Top of Data records

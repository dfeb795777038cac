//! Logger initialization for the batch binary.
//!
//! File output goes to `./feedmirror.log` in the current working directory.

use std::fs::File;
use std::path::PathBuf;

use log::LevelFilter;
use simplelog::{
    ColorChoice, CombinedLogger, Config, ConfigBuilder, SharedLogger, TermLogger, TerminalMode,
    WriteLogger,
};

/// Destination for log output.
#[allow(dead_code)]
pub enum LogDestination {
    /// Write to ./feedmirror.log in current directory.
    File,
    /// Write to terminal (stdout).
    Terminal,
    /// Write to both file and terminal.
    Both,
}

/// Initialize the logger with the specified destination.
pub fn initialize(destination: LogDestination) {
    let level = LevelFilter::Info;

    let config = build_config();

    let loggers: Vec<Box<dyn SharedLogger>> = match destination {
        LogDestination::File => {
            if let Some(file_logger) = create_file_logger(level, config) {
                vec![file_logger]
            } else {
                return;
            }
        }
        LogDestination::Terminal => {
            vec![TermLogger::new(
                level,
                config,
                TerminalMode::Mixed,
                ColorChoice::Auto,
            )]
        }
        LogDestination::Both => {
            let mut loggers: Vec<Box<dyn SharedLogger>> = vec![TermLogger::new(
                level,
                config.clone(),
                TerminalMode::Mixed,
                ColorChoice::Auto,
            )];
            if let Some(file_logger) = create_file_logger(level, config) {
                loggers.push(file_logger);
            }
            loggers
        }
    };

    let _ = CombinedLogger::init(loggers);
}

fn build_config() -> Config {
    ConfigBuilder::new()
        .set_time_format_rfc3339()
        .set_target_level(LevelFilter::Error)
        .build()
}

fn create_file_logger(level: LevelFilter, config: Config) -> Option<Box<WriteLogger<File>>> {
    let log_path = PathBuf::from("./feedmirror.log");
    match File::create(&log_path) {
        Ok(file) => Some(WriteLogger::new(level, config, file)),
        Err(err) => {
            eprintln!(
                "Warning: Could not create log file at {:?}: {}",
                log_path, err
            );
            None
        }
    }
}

Bottom of Data records

Once you have checked the entries above, say how many lines include the word "match", and nothing beyond the number.

## Written answer
2